WHAT YOU WILL DO:
For each line below that contains the word "NotFound", return that line.

RECORDED INFORMATION:
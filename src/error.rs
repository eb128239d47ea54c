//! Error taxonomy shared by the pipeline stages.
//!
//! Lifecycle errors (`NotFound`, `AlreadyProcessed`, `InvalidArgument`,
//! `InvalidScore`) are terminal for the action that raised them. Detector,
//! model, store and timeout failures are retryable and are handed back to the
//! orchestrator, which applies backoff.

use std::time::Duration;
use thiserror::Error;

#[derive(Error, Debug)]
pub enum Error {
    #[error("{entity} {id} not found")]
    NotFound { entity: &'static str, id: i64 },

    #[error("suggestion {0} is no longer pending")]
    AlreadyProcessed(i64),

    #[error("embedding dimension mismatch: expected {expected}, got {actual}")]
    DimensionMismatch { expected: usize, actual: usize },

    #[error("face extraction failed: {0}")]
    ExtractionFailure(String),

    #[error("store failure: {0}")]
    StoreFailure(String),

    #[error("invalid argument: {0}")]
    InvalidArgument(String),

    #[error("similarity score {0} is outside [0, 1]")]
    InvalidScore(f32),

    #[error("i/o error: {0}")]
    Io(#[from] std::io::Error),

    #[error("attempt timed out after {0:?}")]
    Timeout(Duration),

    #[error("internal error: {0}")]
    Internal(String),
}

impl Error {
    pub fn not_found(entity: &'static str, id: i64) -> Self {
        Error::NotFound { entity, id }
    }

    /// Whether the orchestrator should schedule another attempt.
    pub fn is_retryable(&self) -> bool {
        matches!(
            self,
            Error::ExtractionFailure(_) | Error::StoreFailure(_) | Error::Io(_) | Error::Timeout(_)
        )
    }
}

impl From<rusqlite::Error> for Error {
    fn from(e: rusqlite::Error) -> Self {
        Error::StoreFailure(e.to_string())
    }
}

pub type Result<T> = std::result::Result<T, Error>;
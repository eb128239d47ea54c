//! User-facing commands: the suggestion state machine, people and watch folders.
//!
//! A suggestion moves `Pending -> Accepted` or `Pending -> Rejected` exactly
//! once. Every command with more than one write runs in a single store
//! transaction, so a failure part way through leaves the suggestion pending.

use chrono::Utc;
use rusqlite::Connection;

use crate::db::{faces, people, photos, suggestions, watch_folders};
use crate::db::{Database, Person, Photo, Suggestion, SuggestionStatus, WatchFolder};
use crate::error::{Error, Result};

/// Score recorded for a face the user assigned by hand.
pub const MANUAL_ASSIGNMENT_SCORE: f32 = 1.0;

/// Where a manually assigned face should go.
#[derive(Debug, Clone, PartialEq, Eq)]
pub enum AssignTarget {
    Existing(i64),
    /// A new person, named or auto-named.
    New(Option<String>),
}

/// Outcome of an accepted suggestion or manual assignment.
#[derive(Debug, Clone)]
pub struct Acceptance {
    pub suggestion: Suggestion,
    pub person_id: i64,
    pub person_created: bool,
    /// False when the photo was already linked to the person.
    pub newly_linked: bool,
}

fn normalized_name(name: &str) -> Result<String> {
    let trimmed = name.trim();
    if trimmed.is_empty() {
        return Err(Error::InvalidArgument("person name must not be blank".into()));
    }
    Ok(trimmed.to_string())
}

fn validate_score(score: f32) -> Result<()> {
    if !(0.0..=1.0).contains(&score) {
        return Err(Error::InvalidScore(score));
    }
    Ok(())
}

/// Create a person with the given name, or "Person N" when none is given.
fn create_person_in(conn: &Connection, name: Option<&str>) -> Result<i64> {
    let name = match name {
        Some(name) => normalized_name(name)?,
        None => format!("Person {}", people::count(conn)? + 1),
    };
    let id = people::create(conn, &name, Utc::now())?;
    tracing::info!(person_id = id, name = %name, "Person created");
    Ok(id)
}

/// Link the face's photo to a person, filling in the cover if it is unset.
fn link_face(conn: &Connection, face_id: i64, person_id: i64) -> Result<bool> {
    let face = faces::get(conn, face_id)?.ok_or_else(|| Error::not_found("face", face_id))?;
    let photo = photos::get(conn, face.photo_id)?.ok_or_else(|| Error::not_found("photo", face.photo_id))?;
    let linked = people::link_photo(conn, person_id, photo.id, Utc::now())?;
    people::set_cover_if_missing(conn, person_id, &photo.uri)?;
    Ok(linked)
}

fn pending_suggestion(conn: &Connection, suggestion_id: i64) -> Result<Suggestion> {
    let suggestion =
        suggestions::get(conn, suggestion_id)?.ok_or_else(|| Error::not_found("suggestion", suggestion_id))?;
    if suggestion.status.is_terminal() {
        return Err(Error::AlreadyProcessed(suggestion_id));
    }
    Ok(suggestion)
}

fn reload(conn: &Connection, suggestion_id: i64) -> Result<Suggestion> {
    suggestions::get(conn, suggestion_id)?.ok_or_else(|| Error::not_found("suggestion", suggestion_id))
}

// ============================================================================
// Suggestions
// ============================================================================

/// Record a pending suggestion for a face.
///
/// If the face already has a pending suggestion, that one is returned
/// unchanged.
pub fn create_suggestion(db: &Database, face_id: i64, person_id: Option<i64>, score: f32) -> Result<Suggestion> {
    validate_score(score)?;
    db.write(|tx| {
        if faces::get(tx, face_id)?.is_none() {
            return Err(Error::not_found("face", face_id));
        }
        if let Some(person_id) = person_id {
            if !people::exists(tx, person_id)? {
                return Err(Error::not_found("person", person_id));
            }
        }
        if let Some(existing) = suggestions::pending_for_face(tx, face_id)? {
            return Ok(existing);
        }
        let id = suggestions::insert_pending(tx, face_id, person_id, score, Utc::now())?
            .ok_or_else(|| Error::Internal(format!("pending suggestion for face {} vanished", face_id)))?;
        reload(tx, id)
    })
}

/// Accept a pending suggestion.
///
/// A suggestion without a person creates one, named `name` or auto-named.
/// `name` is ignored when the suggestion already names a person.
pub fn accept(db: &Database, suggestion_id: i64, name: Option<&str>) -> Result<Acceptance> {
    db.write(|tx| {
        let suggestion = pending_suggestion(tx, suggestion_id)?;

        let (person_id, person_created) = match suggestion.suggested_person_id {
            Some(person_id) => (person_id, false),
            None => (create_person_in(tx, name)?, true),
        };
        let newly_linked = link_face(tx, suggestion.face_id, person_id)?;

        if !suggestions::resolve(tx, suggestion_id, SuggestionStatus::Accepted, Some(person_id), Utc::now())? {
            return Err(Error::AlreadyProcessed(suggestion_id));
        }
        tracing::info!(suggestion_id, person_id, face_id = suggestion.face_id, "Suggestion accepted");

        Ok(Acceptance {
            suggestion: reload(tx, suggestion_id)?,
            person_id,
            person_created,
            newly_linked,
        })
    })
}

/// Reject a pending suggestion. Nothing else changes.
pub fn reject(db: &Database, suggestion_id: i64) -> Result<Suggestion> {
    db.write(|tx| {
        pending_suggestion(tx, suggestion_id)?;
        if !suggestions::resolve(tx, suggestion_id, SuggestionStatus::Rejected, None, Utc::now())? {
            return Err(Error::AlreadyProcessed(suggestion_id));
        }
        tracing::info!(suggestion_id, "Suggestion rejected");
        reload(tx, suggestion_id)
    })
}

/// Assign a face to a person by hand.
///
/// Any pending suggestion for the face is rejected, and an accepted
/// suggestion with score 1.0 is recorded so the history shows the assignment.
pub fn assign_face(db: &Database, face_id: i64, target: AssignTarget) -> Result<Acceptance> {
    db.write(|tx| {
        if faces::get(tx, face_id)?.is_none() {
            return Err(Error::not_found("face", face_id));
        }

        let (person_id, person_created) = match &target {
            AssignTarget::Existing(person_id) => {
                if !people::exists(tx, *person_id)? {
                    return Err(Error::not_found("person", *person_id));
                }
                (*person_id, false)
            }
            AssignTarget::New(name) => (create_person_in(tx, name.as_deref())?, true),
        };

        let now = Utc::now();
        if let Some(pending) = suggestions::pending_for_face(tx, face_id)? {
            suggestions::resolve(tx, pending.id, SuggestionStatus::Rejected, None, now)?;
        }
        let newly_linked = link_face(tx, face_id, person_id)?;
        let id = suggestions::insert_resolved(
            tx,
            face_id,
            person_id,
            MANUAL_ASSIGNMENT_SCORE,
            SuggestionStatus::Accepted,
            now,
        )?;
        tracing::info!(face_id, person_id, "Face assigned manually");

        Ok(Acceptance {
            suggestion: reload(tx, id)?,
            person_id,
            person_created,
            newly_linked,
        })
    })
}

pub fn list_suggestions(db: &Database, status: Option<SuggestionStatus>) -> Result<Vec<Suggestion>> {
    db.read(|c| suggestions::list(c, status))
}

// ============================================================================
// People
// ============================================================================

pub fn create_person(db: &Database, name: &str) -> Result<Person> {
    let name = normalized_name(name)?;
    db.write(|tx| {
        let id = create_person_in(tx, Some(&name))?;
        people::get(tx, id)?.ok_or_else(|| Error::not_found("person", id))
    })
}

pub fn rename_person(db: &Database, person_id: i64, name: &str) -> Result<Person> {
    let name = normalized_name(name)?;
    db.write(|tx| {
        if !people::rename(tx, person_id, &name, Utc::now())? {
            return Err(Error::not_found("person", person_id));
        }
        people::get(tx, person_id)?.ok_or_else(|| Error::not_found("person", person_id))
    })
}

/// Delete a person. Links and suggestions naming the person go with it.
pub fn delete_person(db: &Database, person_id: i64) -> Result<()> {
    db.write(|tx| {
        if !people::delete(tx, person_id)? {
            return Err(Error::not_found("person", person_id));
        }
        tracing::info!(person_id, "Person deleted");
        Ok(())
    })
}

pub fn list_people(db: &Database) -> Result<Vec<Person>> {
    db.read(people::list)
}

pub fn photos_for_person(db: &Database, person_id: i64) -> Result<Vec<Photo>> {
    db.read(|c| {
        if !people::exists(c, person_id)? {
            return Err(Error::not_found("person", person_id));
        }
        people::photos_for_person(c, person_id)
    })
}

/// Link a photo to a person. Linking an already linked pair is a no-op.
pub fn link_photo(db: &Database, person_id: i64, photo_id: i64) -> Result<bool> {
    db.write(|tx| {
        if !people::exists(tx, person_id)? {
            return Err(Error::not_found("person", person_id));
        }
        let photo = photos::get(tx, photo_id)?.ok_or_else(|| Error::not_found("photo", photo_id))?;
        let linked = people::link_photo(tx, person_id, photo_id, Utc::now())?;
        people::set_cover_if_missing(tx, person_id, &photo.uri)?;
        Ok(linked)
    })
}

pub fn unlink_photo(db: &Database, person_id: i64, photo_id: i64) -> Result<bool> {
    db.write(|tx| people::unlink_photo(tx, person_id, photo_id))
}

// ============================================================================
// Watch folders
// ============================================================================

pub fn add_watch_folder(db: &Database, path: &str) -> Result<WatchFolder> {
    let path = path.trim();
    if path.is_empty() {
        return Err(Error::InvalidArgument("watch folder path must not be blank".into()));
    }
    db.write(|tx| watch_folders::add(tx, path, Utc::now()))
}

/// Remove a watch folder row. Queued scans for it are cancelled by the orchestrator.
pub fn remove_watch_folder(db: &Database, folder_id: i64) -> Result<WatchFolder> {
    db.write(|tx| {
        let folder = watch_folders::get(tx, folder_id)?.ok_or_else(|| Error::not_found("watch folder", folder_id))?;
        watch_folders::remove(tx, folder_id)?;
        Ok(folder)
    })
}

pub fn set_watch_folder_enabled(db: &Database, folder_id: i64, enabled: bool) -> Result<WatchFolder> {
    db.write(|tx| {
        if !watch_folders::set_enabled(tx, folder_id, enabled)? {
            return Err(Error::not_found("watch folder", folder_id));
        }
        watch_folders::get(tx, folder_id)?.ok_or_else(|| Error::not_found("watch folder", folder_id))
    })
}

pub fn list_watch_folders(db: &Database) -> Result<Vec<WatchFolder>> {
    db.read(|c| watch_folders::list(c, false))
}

RESPONSE AREA:
//! Lifecycle errors (`NotFound`, `AlreadyProcessed`, `InvalidArgument`,
    NotFound { entity: &'static str, id: i64 },
        Error::NotFound { entity, id }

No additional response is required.